The Wall Street Journal is reporting that details can emerge about a joint venture for mobile payments as early as today, Tuesday. The joint venture is formed by a coalition of wireless carriers in the U.S.–T-Mobile, Verizon Wireless, and AT&T–and also credit card issuers Discover and Barclays PLC.
The venture will be led by former GE Capital marketing head Michael Abbott, who provides a neutral role from not being involved with any of the carriers.
While mobile payments–using cell phones to pay for goods–have existed for years in other countries, the system has not gained momentum in the past in the U.S. Now, with the emerging role of smartphones and the rising trend towards convergence, cell phone carriers are looking at ways to integrate cellular devices into more aspects of life. In the case of mobile payments, carriers are hoping that users will want to forego their wallets filled with plastic credit cards and currencies in favor of paying for goods with cell phones.
Companies are experimenting with a number of payment methods. One method is through the use of NFC chips, or near-field communication chips. With embedded NFC chips inside a phone or phone case, users can either tap or wave their phones in front of an NFC reader and pay for goods that way rather than having to swipe a credit or debit card. Another method, which AT&T is experimenting with, involves carrier billing. Like single log-ins such as Amazon’s or Paypal’s single ID, users can pay for online goods with their cell phone number and charges will appear on their phone bills.
While cell phone carriers are experimenting with mobile-payments, credit card issuers are doing the same with their own trials. Visa, American Express, and MasterCard are all playing with different ideas to capitalize on the market, which may or may not include cell phone carriers themselves. In the case of credit card issuers, if they can get an NFC chip in a cell phone case, memory card, or cell phone, and link it with a credit account, charges can connect that way, similar to linking a credit card number with an account.

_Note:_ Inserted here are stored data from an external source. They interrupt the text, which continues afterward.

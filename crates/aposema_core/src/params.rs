use crate::traits::State;
use anyhow::{bail, Result};
use serde::{Deserialize, Serialize};

/// Full parameter record for one equilibrium computation.
///
/// Constructed once per sweep tuple and never mutated afterwards. The CSV
/// column names (`AB, SR, ab, sr, ..., K, a, B`) map onto these fields in
/// declaration order.
#[derive(Debug, Clone, Copy, PartialEq, Serialize, Deserialize)]
pub struct ParamSet {
    /// Initial total abundance of species 1 (F1 + M1).
    pub ab1: f64,
    /// Initial male proportion for species 1.
    pub sr1: f64,
    /// Initial total abundance of species 2 (F2 + M2).
    pub ab2: f64,
    /// Initial male proportion for species 2.
    pub sr2: f64,
    /// Birth rate.
    pub b: f64,
    /// Natural death rate (excluding predation).
    pub d: f64,
    /// Predation death rate.
    pub p: f64,
    /// Defence level of species-1 females.
    pub l1: f64,
    /// Relative investment of species 1 in producing sons.
    pub k1: f64,
    /// Defence level of species-2 females.
    pub l2: f64,
    /// Relative investment of species 2 in producing sons.
    pub k2: f64,
    /// Intraspecific competition coefficient.
    pub cw: f64,
    /// Interspecific competition coefficient.
    pub cb: f64,
    /// Carrying capacity.
    pub k_cap: f64,
    /// Survival advantage females draw from their defence (sting).
    pub a: f64,
    /// Cost of males on the protection brought by mimicry.
    pub b_mim: f64,
}

impl ParamSet {
    /// Checks every field against its admissible range. Rejects rather than
    /// clamps: a parameter set that fails here never reaches the solver.
    pub fn validated(self) -> Result<Self> {
        fn finite(name: &str, value: f64) -> Result<()> {
            if !value.is_finite() {
                bail!("parameter {} must be finite, got {}", name, value);
            }
            Ok(())
        }

        for (name, value) in [
            ("AB", self.ab1),
            ("SR", self.sr1),
            ("ab", self.ab2),
            ("sr", self.sr2),
            ("b", self.b),
            ("d", self.d),
            ("p", self.p),
            ("l1", self.l1),
            ("k1", self.k1),
            ("l2", self.l2),
            ("k2", self.k2),
            ("cw", self.cw),
            ("cb", self.cb),
            ("K", self.k_cap),
            ("a", self.a),
            ("B", self.b_mim),
        ] {
            finite(name, value)?;
        }

        if self.ab1 < 0.0 || self.ab2 < 0.0 {
            bail!(
                "initial abundances must be non-negative (AB = {}, ab = {})",
                self.ab1,
                self.ab2
            );
        }
        if !(0.0..=1.0).contains(&self.sr1) || !(0.0..=1.0).contains(&self.sr2) {
            bail!(
                "initial male proportions must lie in [0, 1] (SR = {}, sr = {})",
                self.sr1,
                self.sr2
            );
        }
        for (name, value) in [
            ("b", self.b),
            ("d", self.d),
            ("p", self.p),
            ("l1", self.l1),
            ("k1", self.k1),
            ("l2", self.l2),
            ("k2", self.k2),
            ("cw", self.cw),
            ("cb", self.cb),
            ("a", self.a),
        ] {
            if value < 0.0 {
                bail!("parameter {} must be non-negative, got {}", name, value);
            }
        }
        if self.k_cap <= 0.0 {
            bail!("carrying capacity K must be positive, got {}", self.k_cap);
        }
        if !(0.0..=1.0).contains(&self.b_mim) {
            bail!("mimicry cost B must lie in [0, 1], got {}", self.b_mim);
        }

        Ok(self)
    }

    /// Splits the initial abundances into sexed counts:
    /// `[AB(1-SR), AB*SR, ab(1-sr), ab*sr]`.
    pub fn initial_state(&self) -> State {
        [
            self.ab1 * (1.0 - self.sr1),
            self.ab1 * self.sr1,
            self.ab2 * (1.0 - self.sr2),
            self.ab2 * self.sr2,
        ]
    }
}

/// Reference parameter set shared by the unit tests (the single-species
/// boundary scenario).
#[cfg(test)]
pub(crate) fn baseline() -> ParamSet {
    ParamSet {
        ab1: 1000.0,
        sr1: 0.5,
        ab2: 0.0,
        sr2: 0.5,
        b: 1.0,
        d: 0.2,
        p: 0.3,
        l1: 0.05,
        k1: 3.0,
        l2: 0.0,
        k2: 3.0,
        cw: 1.0,
        cb: 0.3,
        k_cap: 1000.0,
        a: 5.0,
        b_mim: 0.8,
    }
}

#[cfg(test)]
mod tests {
    use super::{baseline, ParamSet};

    #[test]
    fn baseline_set_passes_validation() {
        assert!(baseline().validated().is_ok());
    }

    #[test]
    fn negative_abundance_is_rejected() {
        let set = ParamSet {
            ab1: -1.0,
            ..baseline()
        };
        let err = set.validated().expect_err("expected rejection");
        assert!(format!("{err}").contains("non-negative"));
    }

    #[test]
    fn out_of_range_sex_ratio_is_rejected() {
        let set = ParamSet {
            sr1: 1.2,
            ..baseline()
        };
        assert!(set.validated().is_err());
    }

    #[test]
    fn non_finite_parameter_is_rejected() {
        let set = ParamSet {
            b: f64::NAN,
            ..baseline()
        };
        let err = set.validated().expect_err("expected rejection");
        assert!(format!("{err}").contains("finite"));
    }

    #[test]
    fn initial_state_splits_abundance_by_sex_ratio() {
        let set = ParamSet {
            ab2: 100.0,
            sr2: 0.25,
            ..baseline()
        };
        let n0 = set.initial_state();
        assert_eq!(n0, [500.0, 500.0, 75.0, 25.0]);
    }
}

Various cell phone makers are also planning on broader NFC integration. Nokia has been integrating NFC in select handsets for years, and now the technology may make it to more Nokia smartphones. Research in Motion is said to be integrating NFC into its next-generation BlackBerry smartphones to be released next year. Google’s chief showed off an NFC-equipped Nexus S at the Web 2.0 Summit, and Apple may have its own plans for NFC and mobile payment considering the company already has credit cards tied to user’s iTunes accounts. A recent Apple patent also shows off an NFC-equipped iPhone having the capability to talk to nearby Macs to load up saved OS X settings from your home so you can re-create your desktop with settings, wallpapers, and preferences on a near-by Mac when you’re away from home.
With all the technology maturing, the question remains now on who will control the revenues, how will costs be divided, and what liabilities are there and who will shoulder them. With titans in the telco business and the banking business working side-by-side, these issues must be ironed out before we can see a mobile payment plan being rolled out.
With cell phones being so accessible, I’m really wondering if this will lead Americans to a new era of debt. Credit cards have been blamed as a cause of debt; as swiping a credit card already doesn’t feel like spending cash making impulsive purchases all that much more easier, would waving a cell phone in front of an NFC scanner be even less like cash and lead to more consumption? One thing’s for sure–losing a cell phone will be as painful as losing the equivalent of a mobile computer and your wallet in the digital world of tomorrow.